In accordance with Home Front Command orders, gatherings of more than 100 people will only be allowed in closed locations in areas close to Gaza, including the Gaza envelope region and the Lachish, Western Negev, Central Negev and Shfela regions. In the Tel Aviv metropolis, that order will be relevant to gatherings of more than 300 people.
Studies in Gaza will also not be held.
Ziyad al-Thabet, deputy minister of the Hamas-run education ministry, told the Hamas-linked al-Rai news site that it was decided that educational institutions in the Palestinian enclave would be closed Wednesday.
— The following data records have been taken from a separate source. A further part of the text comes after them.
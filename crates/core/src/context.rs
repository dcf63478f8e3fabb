//! ContextManager trait: the conversation history an agent reads and extends.
//!
//! Implementations: JSONL-backed sessions with a write queue, and a plain
//! in-memory store (see the `aicode-context` crate).

use async_trait::async_trait;

use crate::error::ContextError;
use crate::message::ChatMessage;

/// The session/context store contract used by the agent loop.
#[async_trait]
pub trait ContextManager: Send + Sync {
    /// Append a message.
    ///
    /// Synchronous with respect to the in-memory view: a `history()` call
    /// issued after this returns sees the message. Durable persistence may
    /// still be in flight.
    fn add_message(&self, message: ChatMessage);

    /// The history to send to the model, possibly windowed.
    async fn history(&self) -> Result<Vec<ChatMessage>, ContextError>;

    /// Rough token estimate of the full history.
    async fn token_count(&self) -> Result<usize, ContextError>;

    /// Drop all messages, including any durable copy.
    fn clear(&self) -> Result<(), ContextError>;
}
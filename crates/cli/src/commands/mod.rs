pub mod init;
pub mod parse;
pub mod run;
pub mod sessions;
pub mod skills;

use std::path::PathBuf;
use std::sync::Arc;

use aicode_config::AppConfig;
use aicode_tools::FileSystemSkillRegistry;

/// Load config from `path` if given, else the default location.
pub fn load_config(path: Option<PathBuf>) -> Result<AppConfig, Box<dyn std::error::Error>> {
    let config = match path {
        Some(path) => {
            let mut config = AppConfig::load_from(&path)?;
            config.apply_env(|key| std::env::var(key).ok())?;
            config
        }
        None => AppConfig::load()?,
    };
    Ok(config)
}

/// The skill registry, or `None` when skills are disabled.
pub fn load_skills(config: &AppConfig) -> Option<Arc<FileSystemSkillRegistry>> {
    config
        .skills
        .enabled
        .then(|| Arc::new(FileSystemSkillRegistry::load(&config.skill_dirs())))
}
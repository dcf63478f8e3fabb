//! Shared test doubles for agent tests.

use aicode_core::error::ToolError;
use aicode_core::{AgentEvent, EventBus, EventKind, Skill, SkillSource, Tool};
use async_trait::async_trait;
use serde_json::{Value, json};
use std::path::PathBuf;
use std::sync::{Arc, Mutex};

/// Returns its arguments as compact JSON.
pub struct EchoTool;

#[async_trait]
impl Tool for EchoTool {
    fn name(&self) -> &str {
        "echo"
    }

    fn description(&self) -> &str {
        "Echo the arguments back"
    }

    fn parameters_schema(&self) -> Value {
        json!({"type": "object", "properties": {"x": {"type": "integer"}}})
    }

    async fn execute(&self, arguments: Value) -> Result<String, ToolError> {
        Ok(arguments.to_string())
    }
}

/// Always fails.
pub struct FailingTool;

#[async_trait]
impl Tool for FailingTool {
    fn name(&self) -> &str {
        "fail"
    }

    fn description(&self) -> &str {
        "Always fails"
    }

    fn parameters_schema(&self) -> Value {
        json!({"type": "object"})
    }

    async fn execute(&self, _arguments: Value) -> Result<String, ToolError> {
        Err(ToolError::ExecutionFailed("disk on fire".into()))
    }
}

/// A fixed skill list.
pub struct StaticSkills(Vec<Skill>);

impl StaticSkills {
    pub fn one(name: &str, description: &str) -> Self {
        Self(vec![Skill {
            name: name.into(),
            description: description.into(),
            path: PathBuf::from("/skills").join(name),
        }])
    }
}

#[async_trait]
impl SkillSource for StaticSkills {
    fn skills(&self) -> Vec<Skill> {
        self.0.clone()
    }

    async fn skill_content(&self, _name: &str) -> Option<String> {
        None
    }
}

/// Collect every event of `kind` published on `bus`.
pub fn record_events(bus: &EventBus, kind: EventKind) -> Arc<Mutex<Vec<AgentEvent>>> {
    let seen = Arc::new(Mutex::new(Vec::new()));
    let sink = seen.clone();
    let _subscription = bus.on(kind, move |event| {
        sink.lock().unwrap().push(event.clone());
    });
    seen
}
The high-level security cabinet convened Tuesday evening to discuss the situation and Israel’s further actions. They were to meet again Wednesday morning.
On Tuesday morning, the IDF Home Front Command ordered all schools and non-essential businesses closed in the following areas: the Gaza periphery; the Lachish region; the western Negev; the central Negev; and the Shfela region.
Schools were also closed in the Dan region, including Tel Aviv, and in the Yarkon region. Businesses were temporarily ordered shut there as well, but were allowed to reopen on Tuesday morning, providing there was a bomb shelter nearby, the military said.
It was the first time that the IDF ordered a closure of both schools and businesses in the Tel Aviv metropolitan area since 1990 in the First Gulf War. Over a million Israeli students did not attend classes.
Ben Gurion Airport operated as usual.
In the predawn hours of Tuesday morning, Israeli Air Force jets fired precision ammunition at a building in the Shejaiya area of Gaza City where Abu al-Ata was located, killing him and his wife, in a joint operation by the IDF and Shin Bet security service.
According to the IDF, Abu al-Ata was the true “senior commander” of the Islamic Jihad in the Gaza Strip, having ordered the group to carry out most of the significant rocket and border attacks from the Palestinian enclave in recent months and planning to carry out more.
Shortly after Abu al-Ata’s assassination, the PIJ began launching dozens of short- and long-range rockets, firing the majority of them at the Israeli communities around Gaza and a smaller number at major cities in central Israel throughout the morning.
Dozens of the incoming projectiles were shot down by soldiers operating the Iron Dome missile defense system, representing a 90% interception rate for rockets heading toward populated areas, the army said.
The remaining 10% of projectiles struck homes, businesses and roadways, causing significant damage, but relatively few injuries.
These sites — specifically the underground ones — are seen as critical facilities for PIJ, which the terror group has invested large sums of money to construct.
One man was lightly injured by a rocket attack that struck a highway near the town of Gan Yavne, and an eight-year-old girl was in serious condition after she collapsed suddenly, apparently from a heart attack, while hiding in a bomb shelter during a rocket attack on the city of Holon. In addition, several people were hospitalized with light injuries that occurred as they ran to bomb shelters.
In response, the military said its fighter jets, helicopters and other aircraft targeted Palestinian Islamic Jihad “training compounds, including one used by PIJ’s naval commando unit, the shaft of an offensive terror tunnel in the northern Gaza Strip and a tunnel digging site in the central Gaza Strip,” as well as several underground facilities used to manufacture and store weapons, observation posts and training camps in three rounds of airstrikes.
In total, 12 Palestinians were killed in Israeli strikes on Tuesday and Wednesday, including Abu al-Ata and his wife, and some 50 were injured, according to the Hamas-run Gaza health ministry.
Hospitals and other emergency services were put on high alert in light of the ongoing rocket attacks.
Israel and Gaza have engaged in several sporadic rounds of violence over the last two years as the sides attempted to reach a long-term ceasefire.